J'aurai tenu trois cent quarante-quatre jours sans le rencontrer une seule fois. Ce soir, je suis content de le revoir, mais le plaisir est de courte durée : il me faut à peine une demi-heure (le temps d'arriver au restaurant) pour m'apercevoir que rien n'a changé — les gens ne changent pas : n'est-ce pas moi qui assène cette « vérité » à tout bout de champ ? — et que, sous ses airs de vieux monsieur déprimé à la main tremblotante et à la locomotion difficile, se cache encore et toujours un monstre de manipulation, d'égocentrisme, voire même un satyre mythomane...
Il pose quelques questions, mais comme à son habitude, il ne s'intéresse pas du tout aux réponses que nous lui donnons. D'ailleurs, il ne les retient pas ; je le connais : il les a déjà oubliées. Étant donné que je ne dis pas grand-chose (j'ai des nausées depuis hier soir), c'est Mary qui se charge d'alimenter la conversation. Elle aussi pose des questions, qu'il contourne parfois très habilement afin d'introduire tel ou tel sujet avec lequel il a envie de faire un bout de chemin : ha, « cette merveilleuse étudiante de dix-neuf ans, extrêmement intelligente, promue à un grand avenir européen [sic] » avec qui il est sorti ; ha, comme il en a vécues, des histoires extraordinaires : avec sa vie, on pourrait écrire un roman ! — Et avec sa modestie, pourrait-on allumer un grand feu qui atteindrait la Lune ?

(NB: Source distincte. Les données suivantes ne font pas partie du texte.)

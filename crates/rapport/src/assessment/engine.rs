use std::sync::Arc;

use serde::{Deserialize, Serialize};

use super::answers::{Answer, AnswerSet};
use super::catalog::{Contribution, CriteriaCatalog, Criterion, SCORE_CEILING};
use super::interpretation::Band;

/// Score credited to a yes/no criterion answered `true`.
const BOOLEAN_YES_VALUE: f64 = 5.0;

/// Stateless evaluator applying a catalog to answer snapshots.
#[derive(Debug, Clone)]
pub struct ScoreEngine {
    catalog: Arc<CriteriaCatalog>,
}

impl ScoreEngine {
    pub fn new(catalog: CriteriaCatalog) -> Self {
        Self::shared(Arc::new(catalog))
    }

    pub fn shared(catalog: Arc<CriteriaCatalog>) -> Self {
        Self { catalog }
    }

    pub fn catalog(&self) -> &CriteriaCatalog {
        &self.catalog
    }

    /// True iff every criterion has an answer of the right kind within the rating scale.
    pub fn is_complete(&self, answers: &AnswerSet) -> bool {
        self.catalog
            .list()
            .iter()
            .all(|criterion| self.answer_value(criterion, answers).is_some())
    }

    /// Keys still lacking a valid answer, in catalog order.
    pub fn missing(&self, answers: &AnswerSet) -> Vec<String> {
        self.catalog
            .list()
            .iter()
            .filter(|criterion| self.answer_value(criterion, answers).is_none())
            .map(|criterion| criterion.key.clone())
            .collect()
    }

    /// Weighted mean of the answered criteria plus any bonuses, clamped to 5.
    pub fn compute_score(&self, answers: &AnswerSet) -> f64 {
        self.tally(answers).score()
    }

    /// Band for `score` under this catalog's ladder.
    pub fn interpret(&self, score: f64) -> Band {
        self.catalog.ladder().interpret(score)
    }

    /// Displayable result. Refuses answer sets that are not complete.
    pub fn assess(&self, answers: &AnswerSet) -> Result<Assessment, PreconditionViolation> {
        let missing = self.missing(answers);
        if !missing.is_empty() {
            return Err(PreconditionViolation { missing });
        }
        Ok(self.preview(answers))
    }

    /// Same computation as [`ScoreEngine::assess`] without the completion gate.
    pub fn preview(&self, answers: &AnswerSet) -> Assessment {
        let tally = self.tally(answers);
        let score = tally.score();
        let display_score = round_for_display(score);
        let threshold = self.catalog.ladder().classify(display_score);
        let total = self.catalog.len();
        let answered = tally.components.len();

        Assessment {
            catalog: self.catalog.name().to_string(),
            score,
            display_score,
            band: threshold.band,
            interpretation: threshold.description.clone(),
            answered,
            total,
            complete: answered == total,
            components: tally.components,
        }
    }

    fn tally(&self, answers: &AnswerSet) -> Tally {
        let mut tally = Tally::default();

        for criterion in self.catalog.list() {
            let Some(value) = self.answer_value(criterion, answers) else {
                continue;
            };

            let points = match criterion.contribution {
                Contribution::Weighted => {
                    tally.weighted_sum += value * criterion.weight;
                    tally.weight_sum += criterion.weight;
                    value * criterion.weight
                }
                Contribution::Bonus if value > 0.0 => {
                    tally.bonus += criterion.weight;
                    criterion.weight
                }
                Contribution::Bonus => 0.0,
            };

            tally.components.push(ScoreComponent {
                key: criterion.key.clone(),
                contribution: criterion.contribution,
                value,
                weight: criterion.weight,
                points,
            });
        }

        tally
    }

    /// Answer normalized to the 0-5 scale, or `None` when missing or not valid for `criterion`.
    fn answer_value(&self, criterion: &Criterion, answers: &AnswerSet) -> Option<f64> {
        let answer = answers.get(&criterion.key)?;
        if answer.kind() != criterion.kind {
            return None;
        }
        match answer {
            Answer::Rating(rating) => self
                .catalog
                .scale()
                .contains(rating)
                .then(|| f64::from(rating)),
            Answer::Boolean(yes) => Some(if yes { BOOLEAN_YES_VALUE } else { 0.0 }),
        }
    }
}

#[derive(Debug, Default)]
struct Tally {
    weighted_sum: f64,
    weight_sum: f64,
    bonus: f64,
    components: Vec<ScoreComponent>,
}

impl Tally {
    fn score(&self) -> f64 {
        let mean = if self.weight_sum > 0.0 {
            self.weighted_sum / self.weight_sum
        } else {
            0.0
        };
        (mean + self.bonus).min(SCORE_CEILING)
    }
}

/// Two decimals taken from the exact binary value, halves rounded away from zero.
fn round_for_display(score: f64) -> f64 {
    let exact = format!("{:.60}", score.abs());
    let Some((whole, fraction)) = exact.split_once('.') else {
        return score;
    };
    let (kept, rest) = fraction.split_at(2);
    let Ok(mut cents) = format!("{whole}{kept}").parse::<u64>() else {
        return score;
    };
    if rest.as_bytes().first().is_some_and(|digit| *digit >= b'5') {
        cents += 1;
    }
    (cents as f64 / 100.0).copysign(score)
}

/// Contribution of one answered criterion, kept for transparent breakdowns.
#[derive(Debug, Clone, PartialEq, Serialize, Deserialize)]
pub struct ScoreComponent {
    pub key: String,
    pub contribution: Contribution,
    /// Answer on the 0-5 scale.
    pub value: f64,
    pub weight: f64,
    /// `value * weight` for weighted criteria, the bonus granted otherwise.
    pub points: f64,
}

/// Score, band and breakdown for one answer snapshot.
#[derive(Debug, Clone, PartialEq, Serialize, Deserialize)]
pub struct Assessment {
    pub catalog: String,
    pub score: f64,
    /// Score rounded to two decimals; the band is read from this value.
    pub display_score: f64,
    pub band: Band,
    pub interpretation: String,
    pub answered: usize,
    pub total: usize,
    pub complete: bool,
    pub components: Vec<ScoreComponent>,
}

/// A result was requested before every criterion had a valid answer.
#[derive(Debug, Clone, PartialEq, Eq, thiserror::Error)]
#[error("assessment is incomplete; unanswered criteria: {}", .missing.join(", "))]
pub struct PreconditionViolation {
    pub missing: Vec<String>,
}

Il parle de lui, de lui, de lui, puis il sort une phrase qui me fait sursauter intérieurement : « Comme vous le savez bien, je ne suis pas du tout pour parler de "moi, moi, moi" ! C'est une discussion à trois. Nous pouvons parler de tout. C'est fantastique. » — Se rend-il compte de l'énormité de son discours ? Le fait-il exprès, pour nous tester ? Je mange ma saltimbocca alla romana trop salée sans rien répondre ; Mary ne dit rien non plus, mais n'en pense pas moins, comme je l'apprendrai plus tard.

Sommes-nous obligés de connaître tous ces détails écœurants et technico-techniques sur la mécanique (pas toujours) bien huilée du coït humain ? Non, je ne pense pas que nous y sommes obligés. — Je les garde donc en mémoire sans en faire mention ici.

Mary règle l'addition (merci Mary !) et nous passons la dernière demi-heure chez lui, sous le regard inquisiteur et les traits fiers du Condottiere d'Antonello de Messine. Dans la voiture, sur la route du retour, Mary me lâche : « J'en reviens toujours pas qu'il ne m'ait même pas proposé un truc à boire à son appartement ! » — Tiens donc, oui, c'est vrai : elle n'a rien eu à boire. Un oubli sans doute...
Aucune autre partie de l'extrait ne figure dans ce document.